Na
sua obra, o escritor e político são-tomense Albertino Bragança deixa
transparecer a crítica a realidades pré e pós-independência e revela as
preocupações de quem contestava o regime de partido único, estabelecido em
1975. Em entrevista ao Ponto Final, o autor convidado do Festival Literário de
Macau – Rota das Letras, opositor do regime colonial, que esteve na linha da
frente da democratização de São Tomé e Príncipe, descreve-se como sendo,
sobretudo, um “homem de consensos”. Recentemente pediu a demissão do cargo de
Embaixador de Boa Vontade da Comunidade dos Países de Língua Portuguesa, que
ocupava desde 2006
Com “Rosa do Riboque e Outros Contos”, de 1985, Albertino Bragança dá
início a um percurso pioneiro na literatura são-tomense que se foca em relatos
ficcionais sobre a realidade do arquipélago formado por duas ilhas principais,
São Tomé e Príncipe, no período anterior e posterior à sua independência, em
1975. Nos seus contos e romances o autor aborda temas ‘tabu’, preconceitos e
estigmas sociais, entretanto esbatidos na realidade actual, mas não
necessariamente resolvidos. Um dos seus contos, “Preconceito”, trata a questão da discriminação entre descendentes
de escravos alforriados e os trabalhadores contratados para as roças de cacau e
café, vindos de Cabo Verde, Moçambique, Angola, que chegavam a São Tomé e
Príncipe para trabalharem “em regime de escravatura mascarada de contrato”,
descrevem os historiadores. Os contratados viviam em condições precárias e eram
marginalizados, tanto por colonizadores como por nativos. Estas condições
laborais, defendem alguns investigadores, estiveram na origem do massacre de
Batepá, em 1953, que opuseram trabalhadores contratados e nativos
instrumentalizados pelo poder colonial.
“Rosa do Riboque”, a heroína ficcionada que organiza o apoio aos
estivadores em greve e é presa e torturada pelas autoridades coloniais
portuguesas, teve grande impacto no país, tornou-se leitura obrigatória, alguns
dos textos entraram nos manuais escolares. “Hoje, quando se fala em literatura
de São Tomé e Príncipe, é esta a obra de referência”, refere o autor em
entrevista ao Ponto Final. Com “Um Clarão
sobre a Baía”, de 2005, Albertino Bragança publica aquele que, na altura,
foi considerado “o mais importante romance são-tomense”, por “quebrar a regra
do silêncio” sobre o regime de partido único que dominou os primeiros anos de
independência do país. Nesta obra, o autor faz uma crítica ao Governo, que terá
perseguido e encarcerado os chamados “contra-revolucionários”, numa repetição
da história, antes protagonizada pela polícia política do regime colonial
português. A “Rosa do Riboque e Outros
Contos” e a “Um Clarão sobre a Baía”,
de 2005, seguiram-se “Aurélia de Vento”,
de 2011, “Preconceito e Outros Contos”, de 2014, sendo a última obra publicada
“Ao Cair da Noite”, de 2017.
Albertino Homem dos Santos
Sequeira Bragança nasceu em 1944, estudou em Portugal, onde frequentou o Curso
de Engenharia Electrotécnica da Faculdade de Ciências da Universidade de Coimbra.

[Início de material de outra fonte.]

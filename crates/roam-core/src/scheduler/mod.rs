//! FIFO region download scheduler.
//!
//! One region downloads at a time; later requests queue behind it in
//! arrival order. Within the active region, tiles run in fixed-size batches
//! on the blocking pool and a batch fully settles before the next starts.
//! Completion is pushed to waiters over oneshot channels; nothing polls.

mod fetch;
pub mod progress;

use crate::engine::{EngineInner, EngineState};
use crate::error::EngineError;
use crate::geo::{self, MapTile};
use crate::registry::{OfflineRegion, RegionStatus};
use crate::store::{now_ms, region_tiles_key};
use std::collections::VecDeque;
use std::sync::Arc;
use tokio::task::JoinSet;

pub use progress::{ListenerId, ProgressBus};

/// Completion value pushed to everyone waiting on a region.
pub(crate) type CompletionResult = Result<OfflineRegion, EngineError>;
pub(crate) type CompletionSender = tokio::sync::oneshot::Sender<CompletionResult>;

/// Pending region ids plus the single active download slot.
#[derive(Debug, Default)]
pub(crate) struct DownloadQueue {
    pub(crate) pending: VecDeque<String>,
    pub(crate) active: Option<String>,
}

impl DownloadQueue {
    /// True when the region is the active download or still waiting its turn.
    pub(crate) fn is_queued(&self, id: &str) -> bool {
        self.active.as_deref() == Some(id) || self.pending.iter().any(|p| p == id)
    }

    pub(crate) fn remove_pending(&mut self, id: &str) {
        self.pending.retain(|p| p != id);
    }
}

/// Failure-ratio policy: a region with more than 20% failed tiles becomes
/// an error; at or below the line it still counts as available. An empty
/// tile set (everything capped away) is a trivially complete download.
pub(crate) fn completion_status(failed: usize, total: usize) -> RegionStatus {
    if total == 0 {
        return RegionStatus::Available;
    }
    if failed as f64 / total as f64 > 0.2 {
        RegionStatus::Error
    } else {
        RegionStatus::Available
    }
}

/// Spawn the worker for a region just promoted to the active slot. The
/// caller must already have set `queue.active` to this region.
pub(crate) fn spawn_worker(inner: Arc<EngineInner>, region_id: String) {
    tokio::spawn(run_region_download(inner, region_id));
}

async fn run_region_download(inner: Arc<EngineInner>, region_id: String) {
    tracing::info!(region = %region_id, "region download started");
    let outcome = download_tiles(&inner, &region_id).await;

    let mut state = inner.state.lock().await;
    match outcome {
        Some((ok_tiles, failed, total)) => {
            settle(&inner, &mut state, &region_id, ok_tiles, failed, total).await;
        }
        None => {
            // The record vanished before any tile was fetched.
            state.waiters.remove(&region_id);
        }
    }

    if state.queue.active.as_deref() == Some(region_id.as_str()) {
        state.queue.active = None;
    }
    if let Some(next) = state.queue.pending.pop_front() {
        state.queue.active = Some(next.clone());
        drop(state);
        spawn_worker(Arc::clone(&inner), next);
    }
}

/// Fetch every tile of the region in batches. Returns the successful tiles
/// (with their on-disk paths), the failure count, and the total attempted,
/// or `None` when the record was gone before work started.
async fn download_tiles(
    inner: &Arc<EngineInner>,
    region_id: &str,
) -> Option<(Vec<MapTile>, usize, usize)> {
    let (bounds, min_zoom, max_zoom) = {
        let state = inner.state.lock().await;
        let record = state.registry.get(region_id)?;
        if record.status != RegionStatus::Downloading {
            return None;
        }
        (record.bounds, record.min_zoom, record.max_zoom)
    };

    let tiles = geo::tiles_for_region(&bounds, min_zoom, max_zoom, &inner.cfg.tile_url_template);
    let total = tiles.len();
    if total == 0 {
        if update_progress(inner, region_id, 100).await {
            inner.progress.emit(region_id, 100);
        }
        return Some((Vec::new(), 0, 0));
    }

    let batch_size = inner.cfg.tile_batch_size.max(1);
    let mut ok_tiles: Vec<MapTile> = Vec::with_capacity(total);
    let mut settled = 0usize;
    let mut failed = 0usize;

    for chunk in tiles.chunks(batch_size) {
        let mut batch: JoinSet<(MapTile, fetch::TileResult)> = JoinSet::new();
        for tile in chunk {
            let mut tile = tile.clone();
            let path = inner.tiles.tile_path(tile.z, tile.x, tile.y);
            batch.spawn_blocking(move || {
                let result = fetch::fetch_tile(&tile.url, &path);
                if result.is_ok() {
                    tile.path = Some(path.to_string_lossy().into_owned());
                }
                (tile, result)
            });
        }

        while let Some(joined) = batch.join_next().await {
            settled += 1;
            match joined {
                Ok((tile, Ok(()))) => ok_tiles.push(tile),
                Ok((tile, Err(e))) => {
                    failed += 1;
                    tracing::warn!(
                        region = region_id,
                        z = tile.z,
                        x = tile.x,
                        y = tile.y,
                        "tile fetch failed: {e}"
                    );
                }
                Err(e) => {
                    failed += 1;
                    tracing::warn!(region = region_id, "tile task join failed: {e}");
                }
            }
            let percent = (settled * 100 / total) as u8;
            if update_progress(inner, region_id, percent).await {
                inner.progress.emit(region_id, percent);
            }
        }
    }

    Some((ok_tiles, failed, total))
}

/// Record the per-tile progress on the registry record. Returns false when
/// the region was deleted or already forced out of `downloading`, in which
/// case nothing is emitted to listeners either.
async fn update_progress(inner: &Arc<EngineInner>, region_id: &str, percent: u8) -> bool {
    let mut state = inner.state.lock().await;
    match state.registry.get_mut(region_id) {
        Some(record) if record.status == RegionStatus::Downloading => {
            record.download_progress = Some(percent);
            true
        }
        _ => false,
    }
}

/// Apply the finished download to the registry and resolve the waiters.
/// A result whose record was deleted or force-timed-out mid-flight is
/// discarded; the queue still advances.
async fn settle(
    inner: &Arc<EngineInner>,
    state: &mut EngineState,
    region_id: &str,
    ok_tiles: Vec<MapTile>,
    failed: usize,
    total: usize,
) {
    let result = match state.registry.get_mut(region_id) {
        Some(record) if record.status == RegionStatus::Downloading => {
            if completion_status(failed, total) == RegionStatus::Available {
                record.status = RegionStatus::Available;
                record.download_progress = Some(100);
                record.last_updated = Some(now_ms());
                Some(Ok(record.clone()))
            } else {
                record.status = RegionStatus::Error;
                record.download_progress = None;
                Some(Err(EngineError::DownloadFailed { failed, total }))
            }
        }
        Some(record) => {
            tracing::info!(
                region = region_id,
                status = record.status.as_str(),
                "late download result discarded"
            );
            None
        }
        None => {
            tracing::info!(region = region_id, "download finished for a deleted region, discarding");
            None
        }
    };

    let Some(result) = result else {
        state.waiters.remove(region_id);
        return;
    };

    if result.is_ok() {
        inner.kv.put(&region_tiles_key(region_id), &ok_tiles).await;
        tracing::info!(
            region = region_id,
            tiles = ok_tiles.len(),
            failed,
            total,
            "region download complete"
        );
    } else {
        tracing::warn!(region = region_id, failed, total, "region download failed");
    }
    state.registry.persist(&inner.kv).await;

    for waiter in state.waiters.remove(region_id).unwrap_or_default() {
        let _ = waiter.send(result.clone());
    }
}
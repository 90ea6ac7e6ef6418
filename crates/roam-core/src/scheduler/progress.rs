//! Region download progress fan-out.
//!
//! Listeners receive `(region_id, percent)` after every settled tile. A
//! listener that panics is logged and the remaining listeners still run;
//! the download worker itself is never torn down by a listener.

use std::panic::{catch_unwind, AssertUnwindSafe};
use std::sync::atomic::{AtomicU64, Ordering};
use std::sync::RwLock;

/// Handle returned by listener registration; used to detach again.
#[derive(Debug, Clone, Copy, PartialEq, Eq)]
pub struct ListenerId(u64);

type Listener = Box<dyn Fn(&str, u8) + Send + Sync>;

/// Registry of progress listeners.
#[derive(Default)]
pub struct ProgressBus {
    next_id: AtomicU64,
    listeners: RwLock<Vec<(ListenerId, Listener)>>,
}

impl ProgressBus {
    pub fn add(&self, listener: impl Fn(&str, u8) + Send + Sync + 'static) -> ListenerId {
        let id = ListenerId(self.next_id.fetch_add(1, Ordering::Relaxed));
        if let Ok(mut listeners) = self.listeners.write() {
            listeners.push((id, Box::new(listener)));
        }
        id
    }

    /// Detach a listener. Unknown ids are a no-op.
    pub fn remove(&self, id: ListenerId) {
        if let Ok(mut listeners) = self.listeners.write() {
            listeners.retain(|(existing, _)| *existing != id);
        }
    }

    pub fn emit(&self, region_id: &str, percent: u8) {
        let listeners = match self.listeners.read() {
            Ok(listeners) => listeners,
            Err(_) => return,
        };
        for (id, listener) in listeners.iter() {
            if catch_unwind(AssertUnwindSafe(|| listener(region_id, percent))).is_err() {
                tracing::warn!(
                    listener = id.0,
                    region = region_id,
                    "progress listener panicked"
                );
            }
        }
    }
}
//! `roam usage` – cache size against the quota.

use anyhow::Result;
use roam_core::engine::MapEngine;

pub async fn run_usage(engine: &MapEngine) -> Result<()> {
    let used = engine.total_cache_mb().await;
    let limit = engine.max_cache_mb();
    let pct = if limit > 0.0 { used / limit * 100.0 } else { 0.0 };
    println!("{used:.1} / {limit:.1} MB ({pct:.1}%)");
    Ok(())
}
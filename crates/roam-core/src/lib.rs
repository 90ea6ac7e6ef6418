pub mod config;
pub mod logging;

pub mod autoupdate;
pub mod capacity;
pub mod engine;
pub mod error;
pub mod geo;
pub mod network;
pub mod registry;
pub mod scheduler;
pub mod snapshot;
pub mod store;
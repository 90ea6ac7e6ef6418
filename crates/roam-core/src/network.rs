//! Network-class oracle.
//!
//! The engine never probes links itself; the embedding application tells it
//! what connectivity it currently has, and the auto-update gate reads that
//! answer at check time. `FixedNetwork` is the settable implementation the
//! CLI and tests use.

use std::sync::RwLock;

/// Connectivity as reported by the host application.
#[derive(Debug, Clone, Copy, PartialEq, Eq)]
pub enum NetworkClass {
    Wifi,
    Cellular,
    Offline,
}

impl NetworkClass {
    pub fn as_str(self) -> &'static str {
        match self {
            NetworkClass::Wifi => "wifi",
            NetworkClass::Cellular => "cellular",
            NetworkClass::Offline => "offline",
        }
    }
}

/// Source of the current network class.
pub trait NetworkMonitor: Send + Sync {
    fn network_class(&self) -> NetworkClass;
}

/// Holds a class set by the host; defaults to wifi.
pub struct FixedNetwork {
    class: RwLock<NetworkClass>,
}

impl FixedNetwork {
    pub fn new(class: NetworkClass) -> Self {
        FixedNetwork {
            class: RwLock::new(class),
        }
    }

    pub fn set(&self, class: NetworkClass) {
        if let Ok(mut slot) = self.class.write() {
            *slot = class;
        }
    }
}

impl Default for FixedNetwork {
    fn default() -> Self {
        FixedNetwork::new(NetworkClass::Wifi)
    }
}

impl NetworkMonitor for FixedNetwork {
    fn network_class(&self) -> NetworkClass {
        self.class
            .read()
            .map(|slot| *slot)
            .unwrap_or(NetworkClass::Offline)
    }
}

#[cfg(test)]
mod tests {
    use super::*;

    #[test]
    fn fixed_network_reports_the_set_class() {
        let network = FixedNetwork::default();
        assert_eq!(network.network_class(), NetworkClass::Wifi);
        network.set(NetworkClass::Cellular);
        assert_eq!(network.network_class(), NetworkClass::Cellular);
    }
}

Considerado pelos seus pares como “um homem com margem para consensos”,
Albertino Bragança acaba quase inevitavelmente por integrar a vida política do
seu país, pouco depois de regressar, em 1976, altura em que começa por exercer
funções no ensino. Desempenha vários cargos partidários, governamentais e
parlamentares. Foi um dos fundadores do movimento de oposição que deu origem ao
Partido da Convergência Democrática – Grupo de Reflexão, colocando-se na linha
da frente da democratização do país, que permitiu a mudança política no país,
de um regime de partido único para o multipartidarismo, com o seu partido a
vencer as primeiras eleições democráticas realizadas no país, em 1991,
derrotando o partido que estava no poder desde a independência, o MLSTP (Movimento
de Libertação de São Tomé e Príncipe).
O escritor e político visitou
a China pela primeira vez em 1978, com a selecção são-tomense de futebol.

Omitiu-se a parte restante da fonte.